BEGIN

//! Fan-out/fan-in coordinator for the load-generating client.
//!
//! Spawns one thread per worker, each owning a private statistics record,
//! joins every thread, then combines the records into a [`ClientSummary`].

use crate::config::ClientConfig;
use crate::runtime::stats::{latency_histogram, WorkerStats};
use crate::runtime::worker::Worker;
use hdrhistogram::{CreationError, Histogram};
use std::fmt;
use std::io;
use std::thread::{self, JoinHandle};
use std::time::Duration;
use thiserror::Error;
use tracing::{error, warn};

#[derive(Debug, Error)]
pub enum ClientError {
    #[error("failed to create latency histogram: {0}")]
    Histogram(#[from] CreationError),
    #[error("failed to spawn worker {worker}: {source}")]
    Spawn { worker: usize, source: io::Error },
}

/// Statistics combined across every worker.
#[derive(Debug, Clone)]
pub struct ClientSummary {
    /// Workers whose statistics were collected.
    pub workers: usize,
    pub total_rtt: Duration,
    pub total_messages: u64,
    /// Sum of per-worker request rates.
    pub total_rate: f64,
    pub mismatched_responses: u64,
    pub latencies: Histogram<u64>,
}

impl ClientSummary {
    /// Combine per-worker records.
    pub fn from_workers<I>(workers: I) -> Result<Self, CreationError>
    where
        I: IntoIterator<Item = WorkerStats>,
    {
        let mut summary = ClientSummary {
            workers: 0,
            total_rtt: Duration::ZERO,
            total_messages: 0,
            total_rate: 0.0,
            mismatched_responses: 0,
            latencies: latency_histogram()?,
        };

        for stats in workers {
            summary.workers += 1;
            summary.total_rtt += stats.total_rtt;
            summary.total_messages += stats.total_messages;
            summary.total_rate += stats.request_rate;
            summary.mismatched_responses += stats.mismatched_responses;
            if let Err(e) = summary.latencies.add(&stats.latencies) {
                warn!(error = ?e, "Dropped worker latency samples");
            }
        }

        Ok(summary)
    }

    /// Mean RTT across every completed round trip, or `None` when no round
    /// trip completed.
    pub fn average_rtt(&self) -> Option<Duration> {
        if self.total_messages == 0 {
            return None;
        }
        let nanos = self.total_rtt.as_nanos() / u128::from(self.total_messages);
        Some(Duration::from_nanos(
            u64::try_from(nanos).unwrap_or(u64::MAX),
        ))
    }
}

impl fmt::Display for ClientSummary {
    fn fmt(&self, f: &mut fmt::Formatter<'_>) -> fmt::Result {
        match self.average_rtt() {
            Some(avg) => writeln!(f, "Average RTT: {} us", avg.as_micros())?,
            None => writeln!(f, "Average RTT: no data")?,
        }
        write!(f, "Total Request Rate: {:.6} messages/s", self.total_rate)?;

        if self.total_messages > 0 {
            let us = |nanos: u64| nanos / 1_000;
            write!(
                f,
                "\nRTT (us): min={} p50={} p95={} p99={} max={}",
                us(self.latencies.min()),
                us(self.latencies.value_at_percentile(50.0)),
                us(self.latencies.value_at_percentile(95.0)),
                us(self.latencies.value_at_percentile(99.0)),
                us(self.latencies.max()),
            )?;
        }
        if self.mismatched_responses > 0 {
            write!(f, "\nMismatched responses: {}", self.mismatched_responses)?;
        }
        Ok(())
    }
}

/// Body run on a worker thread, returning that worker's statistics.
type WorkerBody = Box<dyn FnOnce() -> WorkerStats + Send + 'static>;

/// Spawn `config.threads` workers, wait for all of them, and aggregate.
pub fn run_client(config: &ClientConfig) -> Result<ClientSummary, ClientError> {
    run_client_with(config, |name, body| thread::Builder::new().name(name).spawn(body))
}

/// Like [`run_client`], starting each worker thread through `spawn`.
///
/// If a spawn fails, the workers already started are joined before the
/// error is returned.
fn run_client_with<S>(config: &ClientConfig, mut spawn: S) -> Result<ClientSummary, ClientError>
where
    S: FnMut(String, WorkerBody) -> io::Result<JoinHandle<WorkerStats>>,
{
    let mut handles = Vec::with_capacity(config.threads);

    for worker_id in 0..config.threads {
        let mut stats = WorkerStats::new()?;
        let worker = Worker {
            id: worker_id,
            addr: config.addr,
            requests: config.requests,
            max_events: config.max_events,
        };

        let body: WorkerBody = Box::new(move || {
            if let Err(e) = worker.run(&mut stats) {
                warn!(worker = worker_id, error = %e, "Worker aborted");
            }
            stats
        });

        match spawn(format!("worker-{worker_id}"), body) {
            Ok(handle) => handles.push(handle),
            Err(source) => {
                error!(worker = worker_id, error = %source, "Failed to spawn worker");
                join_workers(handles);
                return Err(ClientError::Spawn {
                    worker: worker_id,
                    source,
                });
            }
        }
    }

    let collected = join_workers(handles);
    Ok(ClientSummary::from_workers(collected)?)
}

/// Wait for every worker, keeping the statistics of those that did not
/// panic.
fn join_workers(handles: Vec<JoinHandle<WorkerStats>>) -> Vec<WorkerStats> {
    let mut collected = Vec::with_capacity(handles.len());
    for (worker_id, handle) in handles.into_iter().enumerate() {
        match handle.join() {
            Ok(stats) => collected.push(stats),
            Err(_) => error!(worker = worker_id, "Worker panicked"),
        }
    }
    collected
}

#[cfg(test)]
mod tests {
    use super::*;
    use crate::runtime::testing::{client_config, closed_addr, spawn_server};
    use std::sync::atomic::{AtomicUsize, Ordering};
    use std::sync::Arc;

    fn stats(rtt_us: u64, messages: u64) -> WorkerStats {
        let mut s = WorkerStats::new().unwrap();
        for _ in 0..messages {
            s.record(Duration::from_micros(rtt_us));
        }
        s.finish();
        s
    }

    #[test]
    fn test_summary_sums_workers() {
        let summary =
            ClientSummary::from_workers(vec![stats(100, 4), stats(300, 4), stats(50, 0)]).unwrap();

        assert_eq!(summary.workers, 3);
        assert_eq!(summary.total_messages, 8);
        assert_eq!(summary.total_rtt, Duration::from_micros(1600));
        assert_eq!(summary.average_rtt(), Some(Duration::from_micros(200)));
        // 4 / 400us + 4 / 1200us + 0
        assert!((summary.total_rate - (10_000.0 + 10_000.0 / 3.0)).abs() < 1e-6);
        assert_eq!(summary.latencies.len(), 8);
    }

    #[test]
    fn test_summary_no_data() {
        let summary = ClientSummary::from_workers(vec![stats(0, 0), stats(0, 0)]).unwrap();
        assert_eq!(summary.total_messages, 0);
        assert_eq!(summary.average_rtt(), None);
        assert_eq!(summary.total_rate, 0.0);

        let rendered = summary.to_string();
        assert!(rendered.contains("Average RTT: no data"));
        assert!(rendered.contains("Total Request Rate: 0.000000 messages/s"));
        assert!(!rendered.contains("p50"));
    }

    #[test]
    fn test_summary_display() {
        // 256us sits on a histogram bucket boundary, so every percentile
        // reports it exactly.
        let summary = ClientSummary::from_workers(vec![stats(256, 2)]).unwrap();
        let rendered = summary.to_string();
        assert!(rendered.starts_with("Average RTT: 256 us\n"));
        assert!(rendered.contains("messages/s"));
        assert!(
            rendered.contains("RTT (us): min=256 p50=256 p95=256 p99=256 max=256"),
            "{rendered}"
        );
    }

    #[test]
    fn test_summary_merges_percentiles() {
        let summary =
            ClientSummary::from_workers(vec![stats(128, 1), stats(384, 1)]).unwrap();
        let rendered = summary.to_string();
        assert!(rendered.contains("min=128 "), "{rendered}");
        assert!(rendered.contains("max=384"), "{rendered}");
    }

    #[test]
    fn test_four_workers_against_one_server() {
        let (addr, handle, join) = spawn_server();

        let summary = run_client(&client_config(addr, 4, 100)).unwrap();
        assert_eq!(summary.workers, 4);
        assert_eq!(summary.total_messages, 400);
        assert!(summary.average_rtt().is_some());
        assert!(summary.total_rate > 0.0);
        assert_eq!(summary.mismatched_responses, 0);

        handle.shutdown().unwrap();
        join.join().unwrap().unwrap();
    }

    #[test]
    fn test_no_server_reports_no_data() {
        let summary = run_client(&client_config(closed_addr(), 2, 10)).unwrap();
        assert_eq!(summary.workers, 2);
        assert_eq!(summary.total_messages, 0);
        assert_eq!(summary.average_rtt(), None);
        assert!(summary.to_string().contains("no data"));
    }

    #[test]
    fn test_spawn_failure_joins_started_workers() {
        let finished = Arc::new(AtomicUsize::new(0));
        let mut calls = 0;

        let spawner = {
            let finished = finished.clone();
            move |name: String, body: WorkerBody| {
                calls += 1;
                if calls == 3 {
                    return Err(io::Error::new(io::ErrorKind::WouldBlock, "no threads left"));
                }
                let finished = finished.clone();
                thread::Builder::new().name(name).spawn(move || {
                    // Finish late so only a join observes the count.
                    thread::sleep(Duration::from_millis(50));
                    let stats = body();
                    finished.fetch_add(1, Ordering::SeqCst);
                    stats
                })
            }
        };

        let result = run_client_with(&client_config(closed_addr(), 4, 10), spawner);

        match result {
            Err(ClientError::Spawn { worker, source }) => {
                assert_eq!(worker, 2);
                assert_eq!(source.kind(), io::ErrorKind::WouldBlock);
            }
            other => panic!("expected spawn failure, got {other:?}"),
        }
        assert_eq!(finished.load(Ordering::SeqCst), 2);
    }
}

END
BEGIN

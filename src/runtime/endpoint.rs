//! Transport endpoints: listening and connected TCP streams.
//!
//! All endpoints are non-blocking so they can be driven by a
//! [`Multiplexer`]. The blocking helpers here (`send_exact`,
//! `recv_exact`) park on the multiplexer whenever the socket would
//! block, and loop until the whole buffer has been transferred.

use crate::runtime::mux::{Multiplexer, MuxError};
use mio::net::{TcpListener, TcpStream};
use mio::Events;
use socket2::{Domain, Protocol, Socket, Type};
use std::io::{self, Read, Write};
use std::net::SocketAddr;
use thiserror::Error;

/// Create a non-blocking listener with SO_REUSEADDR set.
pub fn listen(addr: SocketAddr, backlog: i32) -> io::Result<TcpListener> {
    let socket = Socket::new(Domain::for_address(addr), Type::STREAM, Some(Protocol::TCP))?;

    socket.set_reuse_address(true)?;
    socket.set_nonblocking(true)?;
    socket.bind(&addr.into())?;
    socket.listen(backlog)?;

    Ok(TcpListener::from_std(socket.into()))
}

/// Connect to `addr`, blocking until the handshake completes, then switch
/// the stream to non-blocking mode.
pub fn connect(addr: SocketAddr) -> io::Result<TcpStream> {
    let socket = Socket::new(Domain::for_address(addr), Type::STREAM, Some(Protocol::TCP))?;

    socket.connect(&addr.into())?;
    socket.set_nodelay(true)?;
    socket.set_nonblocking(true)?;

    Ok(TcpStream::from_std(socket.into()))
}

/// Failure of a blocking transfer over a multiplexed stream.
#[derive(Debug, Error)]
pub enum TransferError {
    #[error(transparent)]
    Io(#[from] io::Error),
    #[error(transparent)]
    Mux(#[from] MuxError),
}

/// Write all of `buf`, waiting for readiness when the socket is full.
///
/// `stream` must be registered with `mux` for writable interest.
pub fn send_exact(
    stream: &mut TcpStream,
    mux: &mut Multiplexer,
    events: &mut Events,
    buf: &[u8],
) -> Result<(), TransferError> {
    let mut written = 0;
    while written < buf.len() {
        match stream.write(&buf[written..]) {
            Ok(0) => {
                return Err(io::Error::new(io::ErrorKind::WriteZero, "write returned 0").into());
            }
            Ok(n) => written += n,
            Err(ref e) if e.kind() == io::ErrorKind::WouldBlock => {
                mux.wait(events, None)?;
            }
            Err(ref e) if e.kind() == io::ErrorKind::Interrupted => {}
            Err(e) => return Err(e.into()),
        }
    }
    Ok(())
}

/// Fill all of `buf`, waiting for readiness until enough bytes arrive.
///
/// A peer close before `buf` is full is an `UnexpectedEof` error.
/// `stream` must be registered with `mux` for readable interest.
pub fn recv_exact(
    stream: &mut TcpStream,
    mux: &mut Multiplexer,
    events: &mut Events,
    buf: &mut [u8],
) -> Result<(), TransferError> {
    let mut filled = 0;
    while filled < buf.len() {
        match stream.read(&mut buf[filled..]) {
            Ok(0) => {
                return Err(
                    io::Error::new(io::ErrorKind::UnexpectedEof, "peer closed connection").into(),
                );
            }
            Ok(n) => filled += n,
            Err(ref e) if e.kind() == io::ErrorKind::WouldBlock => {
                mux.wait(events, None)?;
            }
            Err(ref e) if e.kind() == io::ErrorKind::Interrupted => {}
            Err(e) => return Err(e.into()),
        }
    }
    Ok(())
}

END

● Task statement
The lines above that hold the word "true" are the ones to copy.

● Exercise solution
    socket.set_reuse_address(true)?;
    socket.set_nonblocking(true)?;
    socket.set_nodelay(true)?;
    socket.set_nonblocking(true)?;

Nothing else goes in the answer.